While severe recalcitrant cutaneous DNA viral infections in DOCK8 deficiency suggested an expanded DNA virome, the increased incidence of viral infections in general prompted us to examine the RNA virome. We overcame the technical hurdle of extracting sufficient biomass for sequencing from noninvasive skin samples and collected a total of 207 skin and nares swabs from DOCK8-deficient patients; within-patient samples were combined based on skin physiology and/or anatomical proximity to achieve sufficient RNA for sequencing (see Methods for details). We generated 31 Gb of rRNA-subtracted, microbial RNA-seq data from four combined skin sites of 26 DOCK8-deficient patients (Supplementary Table 13). The majority of viral RNA reads mapped to DNA viruses, mostly Papillomaviridae and Polyomaviridae (Supplementary Table 14), which may indicate active viral replication. The relative abundances of the genera of polyomaviruses and papillomaviruses detected in the RNA and DNA datasets were highly similar (Supplementary Fig. 7a). The nares of DOCK8-deficient patients revealed colonization with several RNA viral families, including members of Coronaviridae (coronavirus species), Picornaviridae (rhinovirus, enterovirus, and kobuvirus species), Orthomyxoviridae (influenza), and Paramyxoviridae (parainfluenza) (Fig. 4a). Using reference-free de novo assembly of viral and unmapped RNA reads, we identified contigs with 85–97% identity to distinct reference human rhinovirus (HRV) genomes, in multiple samples from three different patients. From these, we constructed two full genomes of putative novel rhinovirus variant and genotype (Rhinovirus A genome detected in a single patient and a Rhinovirus B genome detected in two other patients), with 89 and 80% nucleotide identity to the closest genotype (A60 and B93), respectively, at the VP1 gene used for phylogenetic assignment (Supplementary Fig. 7b). One DOCK8-deficient patient exhibited high relative abundances of rubella virus, whose genome carried signature mutations of the vaccine strain. Among the nine patients who had RNA viruses detected in their nares, five had undergone clinical laboratory testing for respiratory pathogens and three of these five had positive results that directly corresponded to clinical laboratory results (D8_Pt16, D8_Pt19, D8_Pt21). The other two patients had negative clinical tests and notably lower relative abundances (less than 0.5%) of rhinovirus (D8_Pt20) and parainfluenza (D8_Pt20, D8_Pt21).

Fig. 4: Human RNA viruses in DOCK8-deficient patients and comparison between viral presence in sequencing data and cutaneous lesions.
figure 4

a, Relative abundance heatmap of human RNA viral species detected in the nares of DOCK8-deficient patients. b, Boxplots comparing mean percentage of HPV reads and patients that presented with any warts on their skin (n = 27 patients, two-sided Wilcoxon rank-sum test). c, Boxplots comparing mean percentage of MCV reads and patients that presented with any molluscum contagiousum lesions on their skin (n = 27 patients, two-sided Wilcoxon rank-sum test). All boxplots are the median with the interquartile range, and error bars are the 1.5 times interquartile range (whiskers).

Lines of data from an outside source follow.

mod proxies;

pub use proxies::TrustedProxy;

use crate::db::{PoolLimits, TableRef};
use crate::error::StartupError;
use figment::{
    Figment,
    providers::{Format, Json, Serialized},
};
use serde::{Deserialize, Serialize};
use std::{
    env,
    net::{IpAddr, Ipv4Addr, SocketAddr},
    path::{Path, PathBuf},
};

/// Environment variable naming the configuration file.
pub const CONFIG_PATH_ENV: &str = "RELAY_CONFIG";

const DEFAULT_CONFIG_FILE: &str = "config.json";

/// Which sqlx driver backs the store.
#[derive(Debug, Clone, Copy, Default, PartialEq, Eq, Deserialize, Serialize)]
#[serde(rename_all = "lowercase")]
pub enum DbDriver {
    #[default]
    Mysql,
    Sqlite,
}

/// Application configuration managed by Figment.
///
/// Keys keep the PascalCase names of the JSON file (`DBAddress`, `DBTable`, ...). Immutable once
/// loaded.
#[derive(Debug, Clone, Deserialize, Serialize)]
pub struct Config {
    /// JSON: `DBDriver`. `"mysql"` (default) or `"sqlite"`.
    #[serde(rename = "DBDriver", default)]
    pub db_driver: DbDriver,

    /// MySQL: `host[:port]`. SQLite: database file path or `:memory:`.
    /// JSON: `DBAddress`.
    #[serde(rename = "DBAddress", default)]
    pub db_address: String,

    /// Schema (database) name. Ignored by SQLite.
    /// JSON: `DBName`.
    #[serde(rename = "DBName", default)]
    pub db_name: String,

    /// Table that `/test` reads from and `/metric` inserts into.
    /// JSON: `DBTable`.
    #[serde(rename = "DBTable", default)]
    pub db_table: String,

    #[serde(rename = "DBUser", default)]
    pub db_user: String,

    #[serde(rename = "DBPassword", default)]
    pub db_password: String,

    /// Reverse proxies whose `X-Forwarded-For` is believed. IPs or CIDR blocks.
    /// JSON: `TrustedProxies`. Default: empty.
    #[serde(rename = "TrustedProxies", default)]
    pub trusted_proxies: Vec<String>,

    /// Idle connections are dropped after this many minutes; `0` keeps them.
    /// JSON: `DBMaxIdleTimeMinutes`.
    #[serde(rename = "DBMaxIdleTimeMinutes", default)]
    pub db_max_idle_time_minutes: u64,

    /// JSON: `DBMaxOpenConns`. `0` keeps the driver default.
    #[serde(rename = "DBMaxOpenConns", default)]
    pub db_max_open_conns: u32,

    /// JSON: `DBMaxIdleConns`.
    #[serde(rename = "DBMaxIdleConns", default)]
    pub db_max_idle_conns: u32,

    /// Tables `DBTable` may name. Empty disables the check.
    /// JSON: `AllowedTables`.
    #[serde(rename = "AllowedTables", default)]
    pub allowed_tables: Vec<String>,

    /// JSON: `ListenAddr`. Default: `0.0.0.0`.
    #[serde(rename = "ListenAddr", default = "default_listen_ip")]
    pub listen_addr: IpAddr,

    /// JSON: `ListenPort`. Default: `8080`.
    #[serde(rename = "ListenPort", default = "default_listen_port")]
    pub listen_port: u16,

    /// Log level used when `RUST_LOG` is unset.
    /// JSON: `LogLevel`. Default: `info`.
    #[serde(rename = "LogLevel", default = "default_loglevel")]
    pub loglevel: String,

    /// TCP metric listener (one JSON object per connection). Disabled when unset.
    /// JSON: `IngestListenAddr`. Example: `0.0.0.0:9999`.
    #[serde(rename = "IngestListenAddr", default)]
    pub ingest_listen_addr: Option<SocketAddr>,
}

impl Default for Config {
    fn default() -> Self {
        Self {
            db_driver: DbDriver::default(),
            db_address: "127.0.0.1:3306".to_string(),
            db_name: String::new(),
            db_table: String::new(),
            db_user: String::new(),
            db_password: String::new(),
            trusted_proxies: Vec::new(),
            db_max_idle_time_minutes: 0,
            db_max_open_conns: 0,
            db_max_idle_conns: 0,
            allowed_tables: Vec::new(),
            listen_addr: default_listen_ip(),
            listen_port: default_listen_port(),
            loglevel: default_loglevel(),
            ingest_listen_addr: None,
        }
    }
}

impl Config {
    /// Config file path: `$RELAY_CONFIG`, falling back to `config.json`.
    pub fn path_from_env() -> PathBuf {
        env::var_os(CONFIG_PATH_ENV)
            .filter(|v| !v.is_empty())
            .map_or_else(|| PathBuf::from(DEFAULT_CONFIG_FILE), PathBuf::from)
    }

    /// Builds a Figment that merges defaults and the given JSON file.
    pub fn figment(path: &Path) -> Figment {
        Figment::new()
            .merge(Serialized::defaults(Config::default()))
            .merge(Json::file(path))
    }

    /// Loads and validates configuration from a JSON file. The file must exist.
    pub fn from_json_file(path: &Path) -> Result<Self, StartupError> {
        if !path.is_file() {
            return Err(StartupError::ConfigNotFound(path.to_path_buf()));
        }
        let cfg: Self =
            Self::figment(path)
                .extract()
                .map_err(|err| StartupError::ConfigMalformed {
                    path: path.to_path_buf(),
                    source: Box::new(err),
                })?;
        cfg.validate()?;
        Ok(cfg)
    }

    pub fn validate(&self) -> Result<(), StartupError> {
        self.table_ref()?;
        self.parsed_trusted_proxies()?;
        Ok(())
    }

    /// Validated target table. Identifiers cannot be bound as parameters, so they are checked
    /// here instead: plain identifier syntax plus membership in `AllowedTables` when set.
    pub fn table_ref(&self) -> Result<TableRef, StartupError> {
        if !self.allowed_tables.is_empty() && !self.allowed_tables.contains(&self.db_table) {
            return Err(StartupError::InvalidConfig(format!(
                "DBTable '{}' is not listed in AllowedTables",
                self.db_table
            )));
        }
        let schema = match self.db_driver {
            DbDriver::Mysql => Some(self.db_name.as_str()),
            DbDriver::Sqlite => None,
        };
        TableRef::new(schema, &self.db_table)
            .map_err(|e| StartupError::InvalidConfig(e.to_string()))
    }

    pub fn pool_limits(&self) -> PoolLimits {
        PoolLimits::new(
            self.db_max_open_conns,
            self.db_max_idle_conns,
            self.db_max_idle_time_minutes,
        )
    }

    pub fn parsed_trusted_proxies(&self) -> Result<Vec<TrustedProxy>, StartupError> {
        self.trusted_proxies
            .iter()
            .map(|raw| {
                raw.parse::<TrustedProxy>()
                    .map_err(|e| StartupError::InvalidConfig(format!("TrustedProxies: {e}")))
            })
            .collect()
    }

    pub fn listen_socket(&self) -> SocketAddr {
        SocketAddr::from((self.listen_addr, self.listen_port))
    }
}

/// Default IP address for the HTTP server listen address.
fn default_listen_ip() -> IpAddr {
    Ipv4Addr::new(0, 0, 0, 0).into()
}

/// Default port for the HTTP server.
fn default_listen_port() -> u16 {
    8080
}

fn default_loglevel() -> String {
    "info".to_string()
}

#[cfg(test)]
mod tests {
    use super::*;

    fn mysql_config() -> Config {
        Config {
            db_name: "devdb".into(),
            db_table: "testextron".into(),
            ..Config::default()
        }
    }

    #[test]
    fn mysql_table_is_schema_qualified() {
        let table = mysql_config().table_ref().unwrap();
        assert_eq!(table.quoted_mysql(), "`devdb`.`testextron`");
    }

    #[test]
    fn allowlist_rejects_unlisted_table() {
        let cfg = Config {
            allowed_tables: vec!["metrics".into()],
            ..mysql_config()
        };
        let err = cfg.table_ref().unwrap_err();
        assert!(err.to_string().contains("not listed in AllowedTables"));
    }

    #[test]
    fn allowlist_accepts_listed_table() {
        let cfg = Config {
            allowed_tables: vec!["other".into(), "testextron".into()],
            ..mysql_config()
        };
        assert!(cfg.table_ref().is_ok());
    }

    #[test]
    fn injected_table_name_is_rejected() {
        let cfg = Config {
            db_table: "t; DROP TABLE users".into(),
            ..mysql_config()
        };
        assert!(matches!(
            cfg.validate(),
            Err(StartupError::InvalidConfig(_))
        ));
    }

    #[test]
    fn sqlite_ignores_schema_name() {
        let cfg = Config {
            db_driver: DbDriver::Sqlite,
            db_name: String::new(),
            db_table: "metrics".into(),
            ..Config::default()
        };
        assert_eq!(cfg.table_ref().unwrap().quoted_sqlite(), "\"metrics\"");
    }

    #[test]
    fn bad_trusted_proxy_fails_validation() {
        let cfg = Config {
            trusted_proxies: vec!["10.0.0.0/8".into(), "not-an-ip".into()],
            ..mysql_config()
        };
        assert!(cfg.validate().is_err());
    }
}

DOCK8-deficient patients exhibited marked phenotypic heterogeneity. We investigated whether the presence of cutaneous warts or molluscum contagiosum lesions was associated with the relative abundances of HPV and MCV viral reads, respectively. The mean percentages of HPV and MCV reads were statistically significantly higher in the presence of any cutaneous warts (mean 89% HPV reads) and any molluscum contagiosum lesions (mean 8% MCV reads), respectively, compared with absence of these cutaneous lesions (Fig. 4b,c). However, even in the absence of any clinical warts, the DOCK8-deficient patients harbored high relative abundances of HPV reads (mean 52%). In contrast, the mean relative abundances of MCV reads in patients without clinical molluscum contagiosum lesions were quite low (mean, 0.4%). The differences in the subclinical presence of HPV versus MCV viruses suggests biological distinctions between these eukaryotic viruses, with patient skin demonstrating less susceptibility to MCV carriage than to HPV carriage.

The presence and contribution of viruses to the human microbiome have been underappreciated. This shotgun metagenomics study of a rare patient population has elucidated the selective increases in the diverse viral communities capable of inhabiting human skin, which would not be possible by analyzing healthy individuals owing to their low viral abundances. The expansion of the skin virome in this immunodeficient patient cohort underscores the importance of immune surveillance in controlling host eukaryotic viral colonization and infection. The infectious complications in these immunodeficient patients are similar to the infection risks in immunosuppressed patients undergoing hematopoietic stem cell transplants. The viral reactivation observed in the setting of hematopoietic stem cell transplants has been described in virome studies in the gut and blood21,24,25.

Our metagenomics analyses in this unique patient cohort have facilitated our ability to identify novel viruses and investigate microbial dark matter. Previously, studying rare patient populations led to the discovery of the first two beta HPV members (HPV-5 and HPV-8) in patients with the rare disorder epidermodysplasia verruciformis, a recessive disease with an increased susceptibility to HPV infections and squamous cell carcinoma26. Expanding knowledge of HPV diversity may promote the development of computational tools for predicting and assigning unknown sequences from metagenomics surveys and of molecular assays for rapid identification of viruses with oncogenic potential, such as some members of the HPV community. As DOCK8-deficient patients are susceptible to squamous cell cancers, future studies may be able to address whether HPVs detected on DOCK8-deficient skin have oncogenic potential.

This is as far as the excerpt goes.